The Inrix analysis found that driving trips are rising on the weekends. That could be a cause for concern for California officials, who continue to warn that residents should continue to stay home whenever possible, even as they begin to tentatively reopen small sections of the economy.

“If we don’t adhere to public health orders... we are not going to get out of this mess,” Los Angeles County Supervisor Hilda Solis said Thursday, adding that people are not taking stay-at-home orders as seriously as they should. “It is going to hurt people, and it is going to hurt the economy.”

Newsom said earlier this week that bookstores, florists and others can reopen for curbside pickup Friday, unless barred by tougher local restrictions.

May 7, 2020

In Los Angeles County, some retailers, including florists, toy stores and bookshops, are now open for curbside pickup only. Golf courses and trails also reopened Friday.

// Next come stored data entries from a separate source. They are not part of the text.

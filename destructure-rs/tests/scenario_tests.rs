//! Scenario tests: run destructuring scripts through the built binary and
//! compare its stdout line by line.
//!
//! Each script is piped to the binary on stdin with `-f`, so no user config is
//! loaded.

use std::io::Write;
use std::process::{Command, Output, Stdio};

// ── Helpers ───────────────────────────────────────────────────────────────────

fn binary() -> std::path::PathBuf {
    std::path::PathBuf::from(env!("CARGO_BIN_EXE_destructure"))
}

fn run(args: &[&str], script: &str) -> Output {
    let mut child = Command::new(binary())
        .args(args)
        .env_remove("RUST_LOG")
        .stdin(Stdio::piped())
        .stdout(Stdio::piped())
        .stderr(Stdio::piped())
        .spawn()
        .expect("failed to spawn destructure binary");
    // The binary may exit without reading stdin (`-c`, bad options).
    let _ = child
        .stdin
        .take()
        .expect("stdin not open")
        .write_all(script.as_bytes());
    child.wait_with_output().expect("wait failed")
}

fn stdout_lines(out: &Output) -> Vec<String> {
    String::from_utf8_lossy(&out.stdout)
        .lines()
        .map(str::to_owned)
        .collect()
}

/// Run `script` and assert it succeeds with exactly `expected` on stdout.
fn check(script: &str, expected: &[&str]) {
    let out = run(&["-f"], script);
    assert!(
        out.status.success(),
        "script failed:\n{script}\nstderr: {}",
        String::from_utf8_lossy(&out.stderr)
    );
    assert_eq!(stdout_lines(&out), expected, "script:\n{script}");
}

// ── Arrays ────────────────────────────────────────────────────────────────────

#[test]
fn array_basics() {
    check(
        "\
const colors = ['red', 'green', 'blue']
let [first, second] = colors
let [, , third] = colors
let [head, ...tail] = colors",
        &[
            r#"colors = ["red", "green", "blue"]"#,
            r#"first = "red""#,
            r#"second = "green""#,
            r#"third = "blue""#,
            r#"head = "red""#,
            r#"tail = ["green", "blue"]"#,
        ],
    );
}

#[test]
fn array_defaults_and_short_input() {
    check(
        "let [a = 1, b = 2, c] = [undefined, null]",
        &["a = 1", "b = null", "c = undefined"],
    );
}

#[test]
fn swap_variables() {
    check(
        "\
let left = 'L'
let right = 'R'
[left, right] = [right, left]
echo [left, right]",
        &[
            r#"left = "L""#,
            r#"right = "R""#,
            r#"left = "R""#,
            r#"right = "L""#,
            r#"["R", "L"]"#,
        ],
    );
}

// ── Objects ───────────────────────────────────────────────────────────────────

#[test]
fn object_rename_default_and_rest() {
    check(
        "\
const user = { id: 7, name: 'Ada', role: 'admin', 'last seen': null }
let { name: displayName, email = 'none', ...others } = user",
        &[
            r#"user = { id: 7, name: "Ada", role: "admin", "last seen": null }"#,
            r#"displayName = "Ada""#,
            r#"email = "none""#,
            r#"others = { id: 7, role: "admin", "last seen": null }"#,
        ],
    );
}

#[test]
fn guest_default_only_for_missing() {
    check(
        "\
let { name = 'Guest' } = {}
var { name = 'Guest' } = { name: null }",
        &[r#"name = "Guest""#, "name = null"],
    );
}

#[test]
fn nested_with_fallback() {
    check(
        "\
let { address: { city = 'Unknown', zip } = {} } = { name: 'Ada' }
let { geo: [lat, lng] = [0, 0] } = {}",
        &[r#"city = "Unknown""#, "zip = undefined", "lat = 0", "lng = 0"],
    );
}

#[test]
fn defaults_read_earlier_bindings() {
    check(
        "let [w, h = w, { area = h }] = [3, undefined, {}]",
        &["w = 3", "h = 3", "area = 3"],
    );
}

// ── Functions ─────────────────────────────────────────────────────────────────

#[test]
fn function_parameters() {
    check(
        "\
fn draw({ size = 'big', coords = { x: 0, y: 0 }, radius = 25 } = {})
draw({ coords: { x: 18, y: 30 }, radius: 30 })
draw()",
        &[
            r#"size = "big""#,
            "coords = { x: 18, y: 30 }",
            "radius = 30",
            r#"size = "big""#,
            "coords = { x: 0, y: 0 }",
            "radius = 25",
        ],
    );
}

#[test]
fn rest_parameter() {
    check(
        "fn sum(first, ...more)\nsum(1, 2, 3)",
        &["first = 1", "more = [2, 3]"],
    );
}

// ── Failures ──────────────────────────────────────────────────────────────────

#[test]
fn unguarded_parameter_fails_with_line() {
    let out = run(&["-f"], "fn show({ a })\nshow({})\nshow()\n");
    assert_eq!(out.status.code(), Some(1));
    assert_eq!(stdout_lines(&out), vec!["a = undefined"]);
    let err = String::from_utf8_lossy(&out.stderr);
    assert!(
        err.contains("line 3: cannot destructure undefined as an object at arguments[0]"),
        "stderr: {err}"
    );
}

#[test]
fn nested_failure_reports_path() {
    let out = run(&["-f"], "let { tags: [, { label }] } = { tags: ['a', null] }");
    assert_eq!(out.status.code(), Some(1));
    let err = String::from_utf8_lossy(&out.stderr);
    assert!(err.contains("cannot destructure null as an object at $.tags[1]"), "stderr: {err}");
}

#[test]
fn forward_reference_fails() {
    let out = run(&["-f"], "let [a = b, b = 1] = []");
    assert_eq!(out.status.code(), Some(1));
    let err = String::from_utf8_lossy(&out.stderr);
    assert!(err.contains("cannot access 'b' before initialization"), "stderr: {err}");
}

#[test]
fn deep_nesting_exits_cleanly() {
    let depth = 100_000;
    let script = format!("let {}x{} = 1\n", "[".repeat(depth), "]".repeat(depth));
    let out = run(&["-f"], &script);
    assert_eq!(out.status.code(), Some(1));
    let err = String::from_utf8_lossy(&out.stderr);
    assert!(err.contains("line 1: nesting too deep"), "stderr: {err}");

    let out = run(&["-f"], &format!("echo {}{}\n", "[".repeat(depth), "]".repeat(depth)));
    assert_eq!(out.status.code(), Some(1));
}

// ── Command line ──────────────────────────────────────────────────────────────

#[test]
fn commands_skip_stdin() {
    let out = run(&["-f", "-c", "let [x] = [1]", "-c", "echo x"], "echo 'unread'");
    assert!(out.status.success());
    assert_eq!(stdout_lines(&out), vec!["x = 1", "1"]);
}

#[test]
fn script_files_run_in_order() {
    let dir = tempfile::tempdir().unwrap();
    let one = dir.path().join("one.ds");
    let two = dir.path().join("two.ds");
    std::fs::write(&one, "let pair = [1, 2]\n").unwrap();
    std::fs::write(&two, "let [a, b] = pair\n").unwrap();

    let out = run(&[one.to_str().unwrap(), two.to_str().unwrap(), "-f"], "");
    assert!(out.status.success());
    assert_eq!(stdout_lines(&out), vec!["pair = [1, 2]", "a = 1", "b = 2"]);
}

#[test]
fn rc_file_settings_apply() {
    let dir = tempfile::tempdir().unwrap();
    let rc = dir.path().join("destructurerc");
    std::fs::write(&rc, "; test rc\n/set duplicates=allow\n/set undeclared=declare\n").unwrap();
    let rc_arg = format!("-f{}", rc.display());

    let out = run(&[rc_arg.as_str()], "var [a, a] = [1, 2]\nfresh = 3\n");
    assert!(
        out.status.success(),
        "stderr: {}",
        String::from_utf8_lossy(&out.stderr)
    );
    assert_eq!(stdout_lines(&out), vec!["a = 2", "fresh = 3"]);

    let out = run(&["-f"], "fresh = 3\n");
    assert_eq!(out.status.code(), Some(1));
}

#[test]
fn bad_option_prints_usage() {
    let out = run(&["-z"], "");
    assert_eq!(out.status.code(), Some(1));
    assert!(String::from_utf8_lossy(&out.stderr).contains("Usage: destructure"));
}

People still must adhere to physical distancing requirements and wear face coverings, health officials said.

Luis Duran, 29, an urban planner who lives in Hawthorne, opened Instagram this week and saw multiple friends complaining about bumper-to-bumper traffic on major freeways. He opened Google Maps and took a screenshot of the dark red lines, signifying heavy congestion, on the northbound 405 and the 10 Freeway between downtown and Santa Monica.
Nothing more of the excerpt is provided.